А.К. Толстой формулировал так: "Тщетно художник ты мнишь, что творений твоих ты создатель! // Вечно носились они над землею, подобные оку..."57.
Медиумическую роль художнику первый в европейской философии искусства присвоил Платон. Имя Платона неоднократно упоминается в "Марселе Прусте...". Делез называет Пруста платоником (С.129), да и сам, как кажется, мыслит платонически. Но платонизм Делеза совсем другого плана, чем тот, которой обычно имеется ввиду. Фигура Платона очень значима в философии Делеза - и как полюс отталкивания, и как полюс притяжения. Делез относится к Платону амбивалентно: "Задача современной философии была определена: низвержение платонизма.
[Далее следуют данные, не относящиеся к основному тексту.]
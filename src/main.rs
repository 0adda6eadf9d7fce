use clap::Parser;
use std::process::ExitCode;

use anvil::cli::args::{Cli, Commands, DaemonCommand};
use anvil::cli::{build, daemon};
use anvil::error::exit_codes;

#[tokio::main]
async fn main() -> ExitCode {
    let cli = Cli::parse();

    match run(cli).await {
        Ok(code) => ExitCode::from(code.rem_euclid(256) as u8),
        Err(e) => {
            eprintln!("Error: {}", e);
            ExitCode::from(e.exit_code().rem_euclid(256) as u8)
        }
    }
}

async fn run(cli: Cli) -> anvil::Result<i32> {
    match cli.command {
        Commands::Build { dir, args } => build::build(dir, args).await,

        Commands::Daemon { command } => {
            match command {
                DaemonCommand::Status => daemon::status(cli.json).await?,
                DaemonCommand::Purge => daemon::purge(cli.json).await?,
            }
            Ok(exit_codes::SUCCESS)
        }
    }
}
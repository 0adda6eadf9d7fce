use std::io;

use thiserror::Error;

/// Process exit codes for the `anvil` CLI.
pub mod exit_codes {
    pub const SUCCESS: i32 = 0;
    pub const INTERNAL: i32 = 1;
    pub const USER_ERROR: i32 = 2;
    pub const DAEMON_UNAVAILABLE: i32 = 3;
    pub const INTERRUPTED: i32 = 130;
}

#[derive(Error, Debug)]
pub enum AnvilError {
    #[error("Invalid argument: {0}")]
    InvalidArgument(String),

    #[error("Registry error: {0}")]
    Registry(String),

    #[error("Failed to spawn the build daemon: {0}")]
    DaemonSpawn(String),

    #[error("Build assertion failed: {0}")]
    BuildAssertion(String),

    #[error("Global config error: {0}")]
    Config(String),

    #[error(transparent)]
    Daemon(#[from] DaemonError),

    #[error("IO error: {0}")]
    Io(#[from] io::Error),

    #[error("JSON error: {0}")]
    Json(#[from] serde_json::Error),
}

impl AnvilError {
    pub fn exit_code(&self) -> i32 {
        match self {
            AnvilError::InvalidArgument(_) | AnvilError::BuildAssertion(_) => {
                exit_codes::USER_ERROR
            }

            AnvilError::Daemon(DaemonError::Interrupted) => exit_codes::INTERRUPTED,

            AnvilError::Daemon(_) | AnvilError::DaemonSpawn(_) => exit_codes::DAEMON_UNAVAILABLE,

            AnvilError::Registry(_)
            | AnvilError::Config(_)
            | AnvilError::Io(_)
            | AnvilError::Json(_) => exit_codes::INTERNAL,
        }
    }
}

/// Failure taxonomy for a daemon connection.
///
/// The connection upgrades every low-level [`TransportError`] into one of
/// these before it reaches a caller; the variant decides whether the
/// connector retries against another daemon or gives up.
#[derive(Error, Debug)]
pub enum DaemonError {
    /// The daemon was reachable but the connection has since failed. The
    /// connector does not retry these; the failure is surfaced to the user.
    #[error("{0}")]
    Connect(String),

    /// The registry entry points at an endpoint that no longer belongs to a
    /// live daemon. The connector evicts the entry and retries elsewhere.
    #[error("{0}")]
    StaleAddress(String),

    /// The caller task was interrupted while handing a message over.
    #[error("interrupted while queueing a message for the daemon")]
    Interrupted,
}

/// Low-level transport failure: an I/O error or a malformed frame.
///
/// Cloneable so the receive pump can park the first failure in a shared slot
/// for the caller to classify later. Never escapes the connection.
#[derive(Error, Debug, Clone, PartialEq, Eq)]
pub enum TransportError {
    #[error("{message}")]
    Io { kind: io::ErrorKind, message: String },

    #[error("protocol error: {0}")]
    Protocol(String),
}

impl TransportError {
    pub fn io_kind(&self) -> Option<io::ErrorKind> {
        match self {
            TransportError::Io { kind, .. } => Some(*kind),
            TransportError::Protocol(_) => None,
        }
    }
}

impl From<io::Error> for TransportError {
    fn from(err: io::Error) -> Self {
        TransportError::Io {
            kind: err.kind(),
            message: err.to_string(),
        }
    }
}

pub type Result<T> = std::result::Result<T, AnvilError>;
Сохранение при этом многих черт платонизма не только неизбежно, но и желательно" 58.
Что нужно сохранить и что нужно отбросить в платонизме, по Делезу? Этот вопрос имеет непосредственное отношение к его взглядам на искусство. Платон ценен для Делеза тем, что первый провел фундаментальные различия, которые нельзя сводить к различиям образца и копии: "Но в более глубоком смысле подлинное платоновское различение смещается и сущностно изменяется: это не различение оригинала и образа, но двух видов изображений. Это не различение образца и копии..; копии (иконы) - лишь первый их вид, второй составляют симулякры (фантазмы). Различение образец-копия здесь только обосновывает и применяет различение копия-симулякр..." (курсив автора - В. Л.)59.
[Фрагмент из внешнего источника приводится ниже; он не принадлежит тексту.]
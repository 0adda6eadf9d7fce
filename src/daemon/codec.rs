//! Binary frame codec for daemon messages.
//!
//! ## Wire format
//!
//! Each frame is one discriminator byte followed by a variant-specific
//! payload. Payload lengths are either fixed per variant or self-describing:
//!
//! - integers: big-endian
//! - strings: 4-byte length prefix (big-endian u32) + UTF-8 bytes
//! - string lists: 4-byte element count + that many strings
//!
//! `KeepAlive` and `CancelBuild` are a bare discriminator byte with no
//! payload. A zero-byte read at a frame boundary means the peer closed
//! cleanly and decodes to `None`; EOF anywhere inside a frame is an error.
//! An unknown discriminator is a hard protocol error, not a skip: protocol
//! versions are negotiated through the registry, so a mismatch here means
//! the peer is not speaking this protocol at all.

use std::io;

use tokio::io::{AsyncRead, AsyncReadExt, AsyncWrite, AsyncWriteExt};

use crate::daemon::message::{self, BuildRequest, Message};
use crate::error::TransportError;

/// Maximum size of a single string payload (16 MB), to prevent a corrupt or
/// hostile length prefix from exhausting memory.
pub const MAX_STRING_SIZE: u32 = 16 * 1024 * 1024;

/// Maximum number of elements in a string list.
pub const MAX_LIST_LEN: u32 = 64 * 1024;

/// Encode and write one frame. Does not flush.
pub async fn write_message<W: AsyncWrite + Unpin>(
    writer: &mut W,
    message: &Message,
) -> Result<(), TransportError> {
    writer.write_u8(message.discriminator()).await?;
    match message {
        Message::BuildRequest(request) => {
            write_string_list(writer, &request.args).await?;
            write_string(writer, &request.working_dir).await?;
        }
        Message::BuildStarted { pid } => {
            writer.write_u32(*pid).await?;
        }
        Message::ProjectEvent {
            project_id,
            message,
        } => {
            write_string(writer, project_id).await?;
            write_string(writer, message).await?;
        }
        Message::LogLine(line) => {
            write_string(writer, line).await?;
        }
        Message::Prompt {
            prompt_id,
            question,
        } => {
            write_string(writer, prompt_id).await?;
            write_string(writer, question).await?;
        }
        Message::PromptResponse { prompt_id, answer } => {
            write_string(writer, prompt_id).await?;
            write_string(writer, answer).await?;
        }
        Message::KeepAlive | Message::CancelBuild => {}
        Message::BuildFinished { exit_code } => {
            writer.write_i32(*exit_code).await?;
        }
    }
    Ok(())
}

/// Read and decode one frame.
///
/// Returns `Ok(None)` when the peer closed the stream cleanly between
/// frames. A truncated frame or unknown discriminator is an error.
pub async fn read_message<R: AsyncRead + Unpin>(
    reader: &mut R,
) -> Result<Option<Message>, TransportError> {
    let discriminator = match reader.read_u8().await {
        Ok(d) => d,
        Err(e) if e.kind() == io::ErrorKind::UnexpectedEof => return Ok(None),
        Err(e) => return Err(e.into()),
    };

    let message = match discriminator {
        message::BUILD_REQUEST => Message::BuildRequest(BuildRequest {
            args: read_string_list(reader).await?,
            working_dir: read_string(reader).await?,
        }),
        message::BUILD_STARTED => Message::BuildStarted {
            pid: reader.read_u32().await?,
        },
        message::PROJECT_EVENT => Message::ProjectEvent {
            project_id: read_string(reader).await?,
            message: read_string(reader).await?,
        },
        message::LOG_LINE => Message::LogLine(read_string(reader).await?),
        message::PROMPT => Message::Prompt {
            prompt_id: read_string(reader).await?,
            question: read_string(reader).await?,
        },
        message::PROMPT_RESPONSE => Message::PromptResponse {
            prompt_id: read_string(reader).await?,
            answer: read_string(reader).await?,
        },
        message::KEEP_ALIVE => Message::KeepAlive,
        message::CANCEL_BUILD => Message::CancelBuild,
        message::BUILD_FINISHED => Message::BuildFinished {
            exit_code: reader.read_i32().await?,
        },
        other => {
            return Err(TransportError::Protocol(format!(
                "unknown message discriminator {:#04x}",
                other
            )));
        }
    };
    Ok(Some(message))
}

async fn write_string<W: AsyncWrite + Unpin>(
    writer: &mut W,
    value: &str,
) -> Result<(), TransportError> {
    if value.len() > MAX_STRING_SIZE as usize {
        return Err(TransportError::Protocol(format!(
            "string too large: {} bytes (max {})",
            value.len(),
            MAX_STRING_SIZE
        )));
    }
    writer.write_u32(value.len() as u32).await?;
    writer.write_all(value.as_bytes()).await?;
    Ok(())
}

async fn read_string<R: AsyncRead + Unpin>(reader: &mut R) -> Result<String, TransportError> {
    let len = reader.read_u32().await?;
    if len > MAX_STRING_SIZE {
        return Err(TransportError::Protocol(format!(
            "string too large: {} bytes (max {})",
            len, MAX_STRING_SIZE
        )));
    }
    let mut buf = vec![0u8; len as usize];
    reader.read_exact(&mut buf).await?;
    String::from_utf8(buf)
        .map_err(|e| TransportError::Protocol(format!("invalid UTF-8 in string payload: {}", e)))
}

async fn write_string_list<W: AsyncWrite + Unpin>(
    writer: &mut W,
    values: &[String],
) -> Result<(), TransportError> {
    if values.len() > MAX_LIST_LEN as usize {
        return Err(TransportError::Protocol(format!(
            "list too long: {} elements (max {})",
            values.len(),
            MAX_LIST_LEN
        )));
    }
    writer.write_u32(values.len() as u32).await?;
    for value in values {
        write_string(writer, value).await?;
    }
    Ok(())
}

async fn read_string_list<R: AsyncRead + Unpin>(
    reader: &mut R,
) -> Result<Vec<String>, TransportError> {
    let len = reader.read_u32().await?;
    if len > MAX_LIST_LEN {
        return Err(TransportError::Protocol(format!(
            "list too long: {} elements (max {})",
            len, MAX_LIST_LEN
        )));
    }
    let mut values = Vec::with_capacity(len as usize);
    for _ in 0..len {
        values.push(read_string(reader).await?);
    }
    Ok(values)
}

#[cfg(test)]
mod tests {
    use super::*;
    use std::io::Cursor;

    async fn encode(message: &Message) -> Vec<u8> {
        let mut buf = Vec::new();
        write_message(&mut buf, message).await.unwrap();
        buf
    }

    #[tokio::test]
    async fn roundtrip_every_variant() {
        let messages = vec![
            Message::BuildRequest(BuildRequest {
                args: vec!["cargo".into(), "build".into(), "--release".into()],
                working_dir: "/home/user/project".into(),
            }),
            Message::BuildStarted { pid: 4321 },
            Message::ProjectEvent {
                project_id: "core".into(),
                message: "compiling".into(),
            },
            Message::LogLine("warning: unused variable".into()),
            Message::Prompt {
                prompt_id: "p-1".into(),
                question: "overwrite output dir?".into(),
            },
            Message::PromptResponse {
                prompt_id: "p-1".into(),
                answer: "yes".into(),
            },
            Message::KeepAlive,
            Message::CancelBuild,
            Message::BuildFinished { exit_code: -1 },
        ];

        for message in messages {
            let buf = encode(&message).await;
            let mut reader = Cursor::new(buf);
            let decoded = read_message(&mut reader).await.unwrap().unwrap();
            assert_eq!(decoded, message);
        }
    }

    #[tokio::test]
    async fn multiple_frames_on_one_stream() {
        let mut buf = Vec::new();
        write_message(&mut buf, &Message::KeepAlive).await.unwrap();
        write_message(&mut buf, &Message::LogLine("a".into()))
            .await
            .unwrap();
        write_message(&mut buf, &Message::BuildFinished { exit_code: 2 })
            .await
            .unwrap();

        let mut reader = Cursor::new(buf);
        assert_eq!(
            read_message(&mut reader).await.unwrap(),
            Some(Message::KeepAlive)
        );
        assert_eq!(
            read_message(&mut reader).await.unwrap(),
            Some(Message::LogLine("a".into()))
        );
        assert_eq!(
            read_message(&mut reader).await.unwrap(),
            Some(Message::BuildFinished { exit_code: 2 })
        );
        // clean EOF at the frame boundary
        assert_eq!(read_message(&mut reader).await.unwrap(), None);
    }

    #[tokio::test]
    async fn cancel_build_is_a_single_byte() {
        let buf = encode(&Message::CancelBuild).await;
        assert_eq!(buf, vec![message::CANCEL_BUILD]);
        let keep_alive = encode(&Message::KeepAlive).await;
        assert_eq!(keep_alive.len(), 1);
    }

    #[tokio::test]
    async fn strings_are_big_endian_length_prefixed() {
        let buf = encode(&Message::LogLine("hi".into())).await;
        assert_eq!(buf[0], message::LOG_LINE);
        assert_eq!(&buf[1..5], &2u32.to_be_bytes());
        assert_eq!(&buf[5..], b"hi");
    }

    #[tokio::test]
    async fn truncated_frame_is_an_error() {
        let mut buf = encode(&Message::LogLine("truncate me".into())).await;
        buf.truncate(buf.len() - 4);
        let mut reader = Cursor::new(buf);
        let err = read_message(&mut reader).await.unwrap_err();
        assert_eq!(err.io_kind(), Some(io::ErrorKind::UnexpectedEof));
    }

    #[tokio::test]
    async fn unknown_discriminator_is_a_hard_failure() {
        let mut reader = Cursor::new(vec![0xEEu8, 0, 0, 0, 0]);
        let err = read_message(&mut reader).await.unwrap_err();
        assert!(matches!(err, TransportError::Protocol(_)));
        assert!(err.to_string().contains("0xee"));
    }

    #[tokio::test]
    async fn oversized_string_length_is_rejected() {
        let mut buf = vec![message::LOG_LINE];
        buf.extend_from_slice(&(MAX_STRING_SIZE + 1).to_be_bytes());
        buf.extend_from_slice(b"some data");
        let mut reader = Cursor::new(buf);
        let err = read_message(&mut reader).await.unwrap_err();
        assert!(err.to_string().contains("too large"));
    }

    #[tokio::test]
    async fn oversized_list_length_is_rejected() {
        let mut buf = vec![message::BUILD_REQUEST];
        buf.extend_from_slice(&(MAX_LIST_LEN + 1).to_be_bytes());
        buf.extend_from_slice(b"some data");
        let mut reader = Cursor::new(buf);
        let err = read_message(&mut reader).await.unwrap_err();
        assert!(matches!(err, TransportError::Protocol(_)));
        assert!(err.to_string().contains("too long"));
    }

    #[tokio::test]
    async fn empty_stream_is_clean_eof() {
        let mut reader = Cursor::new(Vec::new());
        assert_eq!(read_message(&mut reader).await.unwrap(), None);
    }
}
//! End-to-end tests for the launcher against a real `anvild` process.
//!
//! Each test runs in isolation with its own temporary anvil home, so the
//! registry, sockets and daemon logs never touch the user's environment.
//! The daemon binary is the one cargo just built for this package.

use std::path::Path;
use std::sync::Arc;
use std::time::{Duration, Instant};

use tempfile::TempDir;

use anvil::daemon::connection::DaemonConnection;
use anvil::daemon::connector::{BuildEventHandler, DaemonConnector};
use anvil::daemon::message::{BuildRequest, Message};
use anvil::daemon::parameters::{
    DaemonParameters, HOME_VAR, KEEP_ALIVE_VAR, MAX_LOST_KEEP_ALIVE_VAR,
};
use anvil::daemon::registry::{DaemonRegistry, FileRegistry};
use anvil::daemon::spawn::ProcessSpawner;
use anvil::daemon::transport::SocketStaleAddressDetector;
use anvil::Result;

/// Isolated anvil home plus best-effort daemon cleanup on drop.
struct TestHome {
    dir: TempDir,
}

impl TestHome {
    fn new() -> Self {
        Self {
            dir: TempDir::new().expect("create temp home"),
        }
    }

    fn parameters(&self, keep_alive_ms: u64, max_lost: u32) -> DaemonParameters {
        let home = self.dir.path().display().to_string();
        DaemonParameters::from_lookup(&move |key| match key {
            HOME_VAR => Some(home.clone()),
            KEEP_ALIVE_VAR => Some(keep_alive_ms.to_string()),
            MAX_LOST_KEEP_ALIVE_VAR => Some(max_lost.to_string()),
            // daemons started by these tests should not outlive them long
            anvil::daemon::parameters::IDLE_TIMEOUT_VAR => Some("10s".into()),
            _ => None,
        })
        .expect("build parameters")
    }

    fn registry(&self) -> Arc<FileRegistry> {
        Arc::new(FileRegistry::new(self.dir.path().join("registry.json")))
    }

    fn connector(
        &self,
        keep_alive_ms: u64,
        max_lost: u32,
    ) -> DaemonConnector<ProcessSpawner> {
        DaemonConnector::new(
            self.registry(),
            Arc::new(SocketStaleAddressDetector),
            ProcessSpawner::with_binary(env!("CARGO_BIN_EXE_anvild").into()),
            self.parameters(keep_alive_ms, max_lost),
        )
    }
}

impl Drop for TestHome {
    fn drop(&mut self) {
        // daemons also expire on their own; this just tightens the window
        if let Ok(daemons) = self.registry().list() {
            for daemon in daemons {
                let _ = std::process::Command::new("kill")
                    .arg(daemon.pid.to_string())
                    .status();
            }
        }
    }
}

/// Collects log lines; optionally cancels the build once it has started.
#[derive(Default)]
struct Collector {
    log_lines: Vec<String>,
    events: Vec<(String, String)>,
    cancel_on_start: bool,
}

impl BuildEventHandler for Collector {
    async fn on_message(
        &mut self,
        connection: &Arc<DaemonConnection>,
        message: &Message,
    ) -> Result<()> {
        match message {
            Message::LogLine(line) => self.log_lines.push(line.clone()),
            Message::ProjectEvent {
                project_id,
                message,
            } => self.events.push((project_id.clone(), message.clone())),
            Message::BuildStarted { .. } if self.cancel_on_start => {
                connection.dispatch(Message::CancelBuild).await?;
            }
            _ => {}
        }
        Ok(())
    }
}

fn request(args: &[&str], dir: &Path) -> BuildRequest {
    BuildRequest {
        args: args.iter().map(|a| a.to_string()).collect(),
        working_dir: dir.display().to_string(),
    }
}

#[tokio::test]
async fn spawns_a_daemon_and_streams_the_build() {
    let home = TestHome::new();
    let connector = home.connector(500, 10);

    let mut collector = Collector::default();
    let result = connector
        .execute_build(
            request(&["echo", "hello from the daemon"], home.dir.path()),
            &mut collector,
        )
        .await
        .expect("build should succeed");

    assert!(result.is_success());
    assert_eq!(result.exit_code(), 0);
    assert!(
        collector
            .log_lines
            .iter()
            .any(|line| line == "hello from the daemon"),
        "missing output, got {:?}",
        collector.log_lines
    );
    assert!(
        collector
            .events
            .iter()
            .any(|(_, message)| message == "build started"),
        "missing project events, got {:?}",
        collector.events
    );

    // the daemon stays registered and idle, warm for the next build
    let daemons = home.registry().list().unwrap();
    assert_eq!(daemons.len(), 1);
}

#[tokio::test]
async fn a_second_build_reuses_the_warm_daemon() {
    let home = TestHome::new();

    let connector = home.connector(500, 10);
    let mut collector = Collector::default();
    connector
        .execute_build(request(&["echo", "one"], home.dir.path()), &mut collector)
        .await
        .expect("first build");
    let first_pid = home.registry().list().unwrap()[0].pid;

    // give the daemon a beat to mark itself idle again
    tokio::time::sleep(Duration::from_millis(300)).await;

    let connector = home.connector(500, 10);
    let mut collector = Collector::default();
    let result = connector
        .execute_build(request(&["echo", "two"], home.dir.path()), &mut collector)
        .await
        .expect("second build");

    assert!(result.is_success());
    assert_eq!(collector.log_lines, vec!["two".to_string()]);

    let daemons = home.registry().list().unwrap();
    assert_eq!(daemons.len(), 1, "no second daemon should have spawned");
    assert_eq!(daemons[0].pid, first_pid);
}

#[tokio::test]
async fn build_failures_propagate_the_exit_code() {
    let home = TestHome::new();
    let connector = home.connector(500, 10);

    let mut collector = Collector::default();
    let result = connector
        .execute_build(
            request(&["sh", "-c", "echo failing; exit 3"], home.dir.path()),
            &mut collector,
        )
        .await
        .expect("the build itself ran");

    assert!(!result.is_success());
    assert_eq!(result.exit_code(), 3);
    assert!(result.assert_failure().is_ok());
    assert!(collector.log_lines.contains(&"failing".to_string()));
}

#[tokio::test]
async fn keep_alives_carry_a_quiet_build_past_the_silence_budget() {
    let home = TestHome::new();
    // 200ms × 3: anything silent for 600ms is presumed dead, unless the
    // daemon keeps signalling
    let connector = home.connector(200, 3);

    let mut collector = Collector::default();
    let result = connector
        .execute_build(request(&["sleep", "2"], home.dir.path()), &mut collector)
        .await
        .expect("quiet build should survive on keep-alives");

    assert!(result.is_success());
}

#[tokio::test]
async fn cancellation_kills_the_build_promptly() {
    let home = TestHome::new();
    let connector = home.connector(500, 10);

    let mut collector = Collector {
        cancel_on_start: true,
        ..Default::default()
    };

    let started = Instant::now();
    let result = connector
        .execute_build(request(&["sleep", "60"], home.dir.path()), &mut collector)
        .await
        .expect("cancellation is a result, not an error");

    assert_eq!(result.exit_code(), 130);
    assert!(
        started.elapsed() < Duration::from_secs(20),
        "cancellation took {:?}",
        started.elapsed()
    );
}

#[tokio::test]
async fn a_dead_registry_entry_is_evicted_and_replaced() {
    let home = TestHome::new();
    let registry = home.registry();

    // a plausible-looking daemon whose socket nobody listens on
    registry
        .register(&anvil::daemon::info::DaemonInfo {
            id: "daemon-ghost".into(),
            pid: 1,
            socket_path: home.dir.path().join("daemon").join("daemon-ghost.sock"),
            protocol_version: anvil::daemon::info::PROTOCOL_VERSION,
            locale: "C".into(),
            working_dir: home.dir.path().to_path_buf(),
            registered_at: chrono::Utc::now(),
            state: anvil::daemon::info::DaemonState::Idle,
        })
        .unwrap();

    let connector = home.connector(500, 10);
    let mut collector = Collector::default();
    let result = connector
        .execute_build(request(&["echo", "revived"], home.dir.path()), &mut collector)
        .await
        .expect("the connector should fall back to a fresh daemon");

    assert!(result.is_success());
    assert!(collector.log_lines.contains(&"revived".to_string()));

    let remaining = registry.list().unwrap();
    assert!(remaining.iter().all(|d| d.id != "daemon-ghost"));
    let events = registry.stop_events().unwrap();
    assert!(events.iter().any(|e| e.daemon_id == "daemon-ghost"));
}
Однако затем Платон подвергнул симулякры остракизму "прежде всего из моральных соображений": "...Платоном было принято философское решение огромного значения: подчинить различие предположительно изначальным силам одинакового и подобного, объявить различие само по себе немыслимым и столкнуть его и симулякры, в бездонный океан... Но по этой причине - потому что Платон принимает решение, потому что победа еще не одержана как это будет в утвердившемся мире репрезентации, - враг ворчит, вкравшись в платоновский космос, различие сопротивляется его игу, Гераклит и софисты поднимают адский шум. Странный двойник, идущий за Сократом по пятам, неотступно преследующий даже стиль Платона, проникает в стилевые повторения и вариации" (курсив автора - В. Л.); "в платонизме рокочет гераклитовский мир"60.
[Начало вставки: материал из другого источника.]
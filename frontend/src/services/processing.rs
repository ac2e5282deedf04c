//! Runs simulated tool requests for a page.
//!
//! [`ProcessRunner`] is created once per tool page. It owns the busy flag,
//! the last outcome and the last error, and cancels its job when the page
//! unmounts so nothing is written after disposal.

use gloo_timers::future::TimeoutFuture;
use leptos::*;
use pdftools::{ProcessingJob, ToolOutcome, ToolRequest};

use crate::config::PROCESSING_DELAY_MS;

#[derive(Clone, Copy)]
pub struct ProcessRunner {
    pub busy: RwSignal<bool>,
    pub outcome: RwSignal<Option<ToolOutcome>>,
    pub error: RwSignal<Option<String>>,
    job: StoredValue<Option<ProcessingJob>>,
}

impl ProcessRunner {
    pub fn new() -> Self {
        let runner = Self {
            busy: create_rw_signal(false),
            outcome: create_rw_signal(None),
            error: create_rw_signal(None),
            job: store_value(None),
        };
        on_cleanup(move || runner.cancel());
        runner
    }

    /// Start `request`, replacing any run still in flight.
    pub fn run(&self, request: ToolRequest) {
        self.cancel();
        self.busy.set(true);
        self.error.set(None);
        self.outcome.set(None);

        let runner = *self;
        let tool = request.kind();
        let (job, run) = ProcessingJob::start(TimeoutFuture::new(PROCESSING_DELAY_MS), request);
        self.job.set_value(Some(job));

        spawn_local(async move {
            let Ok(result) = run.await else {
                log::debug!("{}: run cancelled", tool);
                return;
            };
            runner.busy.set(false);
            match result {
                Ok(outcome) => {
                    if let Ok(json) = serde_json::to_string(&outcome) {
                        log::debug!("outcome: {}", json);
                    }
                    runner.outcome.set(Some(outcome));
                }
                Err(e) => runner.error.set(Some(e.to_string())),
            }
        });
    }

    /// Forget the previous result and drop any run still in flight, e.g.
    /// after the file list changed.
    pub fn reset(&self) {
        self.cancel();
        self.outcome.set(None);
        self.error.set(None);
    }

    fn cancel(&self) {
        let Some(Some(job)) = self.job.try_update_value(Option::take) else {
            return;
        };
        job.cancel();
        let _ = self.busy.try_set(false);
    }
}

impl Default for ProcessRunner {
    fn default() -> Self {
        Self::new()
    }
}

#[cfg(test)]
mod tests {
    use super::*;
    use futures::executor::block_on;
    use futures::future::pending;
    use pdftools::tools::UnlockRequest;
    use pdftools::AcceptedFile;

    fn unlock() -> ToolRequest {
        ToolRequest::Unlock(UnlockRequest {
            file: Some(AcceptedFile::new("bank.pdf", 1_000, "application/pdf")),
            password: "pw".to_string(),
        })
    }

    #[test]
    fn test_reset_cancels_run_in_flight() {
        let runtime = create_runtime();
        let runner = ProcessRunner::new();

        let (job, run) = ProcessingJob::start(pending::<()>(), unlock());
        runner.job.set_value(Some(job));
        runner.busy.set(true);
        runner.error.set(Some("stale".to_string()));

        runner.reset();

        assert!(block_on(run).is_err());
        assert!(!runner.busy.get_untracked());
        assert!(runner.error.get_untracked().is_none());
        assert!(runner.job.with_value(Option::is_none));
        runtime.dispose();
    }

    #[test]
    fn test_reset_without_run_only_clears() {
        let runtime = create_runtime();
        let runner = ProcessRunner::new();
        runner.error.set(Some("Please upload a PDF file first.".to_string()));

        runner.reset();

        assert!(!runner.busy.get_untracked());
        assert!(runner.error.get_untracked().is_none());
        runtime.dispose();
    }
}
use leptos::*;
use pdftools::tools::UnlockRequest;
use pdftools::{ToolKind, ToolRequest};

use crate::components::{Dropzone, ProcessPanel, ToolLayout};
use crate::pages::tools::{page_intake, SelectedFile};
use crate::services::ProcessRunner;

const TOOL: ToolKind = ToolKind::Unlock;

#[component]
pub fn UnlockPage() -> impl IntoView {
    let runner = ProcessRunner::new();
    let intake = page_intake(TOOL, runner);
    let password = create_rw_signal(String::new());
    let show_password = create_rw_signal(false);

    // An empty password is reported by the request once processing ends
    let on_process = move |_| {
        let request = UnlockRequest {
            file: intake.first(),
            password: password.get_untracked(),
        };
        runner.run(ToolRequest::Unlock(request));
    };

    view! {
        <ToolLayout tool=TOOL>
            <Dropzone intake=intake/>
            <SelectedFile intake=intake/>

            <Show when=move || intake.files.with(|f| !f.is_empty())>
                <div class="option-group">
                    <label for="unlock-password">"PDF Password"</label>
                    <div class="password-field">
                        <input
                            id="unlock-password"
                            type=move || if show_password.get() { "text" } else { "password" }
                            placeholder="Enter PDF password"
                            prop:value=move || password.get()
                            on:input=move |ev| {
                                password.set(event_target_value(&ev));
                                runner.error.set(None);
                            }
                        />
                        <button
                            class="icon-button"
                            title=move || if show_password.get() { "Hide password" } else { "Show password" }
                            on:click=move |_| show_password.update(|s| *s = !*s)
                        >
                            {move || if show_password.get() { "🙈" } else { "👁️" }}
                        </button>
                    </div>
                    <p class="muted">"Enter the password to unlock this PDF file."</p>
                </div>

                <ProcessPanel tool=TOOL runner=runner on_process=on_process/>
            </Show>
        </ToolLayout>
    }
}
//! Hand a synthesized artifact to the browser as a file download.
//!
//! Blob → object URL → temporary `<a download>` → click → cleanup.

use js_sys::{Array, Uint8Array};
use pdftools::DownloadArtifact;
use wasm_bindgen::JsCast;
use web_sys::{Blob, BlobPropertyBag, HtmlAnchorElement, Url};

use crate::types::{AppError, AppResult};

pub fn trigger_download(artifact: &DownloadArtifact) -> AppResult<()> {
    let window = web_sys::window().ok_or_else(|| AppError::Dom("no global window".into()))?;
    let document = window
        .document()
        .ok_or_else(|| AppError::Dom("no document".into()))?;
    let body = document
        .body()
        .ok_or_else(|| AppError::Dom("no document body".into()))?;

    let parts = Array::new();
    parts.push(&Uint8Array::from(artifact.bytes.as_slice()));
    let options = BlobPropertyBag::new();
    options.set_type(&artifact.mime);
    let blob = Blob::new_with_u8_array_sequence_and_options(&parts, &options)
        .map_err(|e| AppError::download("blob", e))?;

    let url = Url::create_object_url_with_blob(&blob).map_err(AppError::object_url)?;

    let link = document
        .create_element("a")
        .map_err(|e| AppError::download("create link", e))?
        .dyn_into::<HtmlAnchorElement>()
        .map_err(|_| AppError::Dom("created element is not an anchor".into()))?;
    link.set_href(&url);
    link.set_download(&artifact.file_name);

    let clicked = body
        .append_child(&link)
        .map(|_| link.click())
        .map_err(|e| AppError::download("attach link", e));
    let _ = body.remove_child(&link);
    let _ = Url::revoke_object_url(&url);
    clicked?;

    log::info!(
        "⬇️ Downloaded {} ({} bytes, {})",
        artifact.file_name,
        artifact.bytes.len(),
        artifact.mime
    );
    Ok(())
}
Платонизм, следовательно, может быть истолкован как философия становления. Даже ключевое для Платона понятие идеи Делез понимает нетрадиционно, как "чистое присутствие". Заметим, что здесь французский философ - безусловный наследник Хайдеггера, подвергшего критике европейскую традицию метафизики за то, что она отошла от изначального понимания бытия как чистого присутствия (Anwesen) и превратила бытие в наличное присутствие объекта, в сущность (Wesen). И первая вина тут возлагалась на Платона и его понятие идеи. Но Делез менее категоричен по отношению к Платону, чем Хайдеггер: "Идея - еще не понятие объекта, которое подчиняет мир требованиям репрезентации, но скорее, чистое присутствие, о котором в мире можно упоминать лишь как о том, что "непредставимо" в вещах"61.
Такой "первоначальный" платонизм, еще как бы не отредактированный Аристотелем, и лежит в основе делезовской эстетики?. Сущность в делезовской транскрипции еще не отделилась от существования, она тождественна существованию, чистому присутствию, бытию. Аристотель разработал теорию сущности как предметной "чтойности", имеющей категориальный состав и познаваемой, соответственно, в категориях. В философии Аристотеля получила свое завершение концепция бытия как представления (репрезентации) и наметилась перспектива обладания бытием. Делез апеллирует к платонизму, еще ни в чем таком не замеченному, еще вполне безгрешному, не уличенному в жажде власти. Его платонизм обитает в пространстве чистого присутствия, не репрезентируемого в понятии.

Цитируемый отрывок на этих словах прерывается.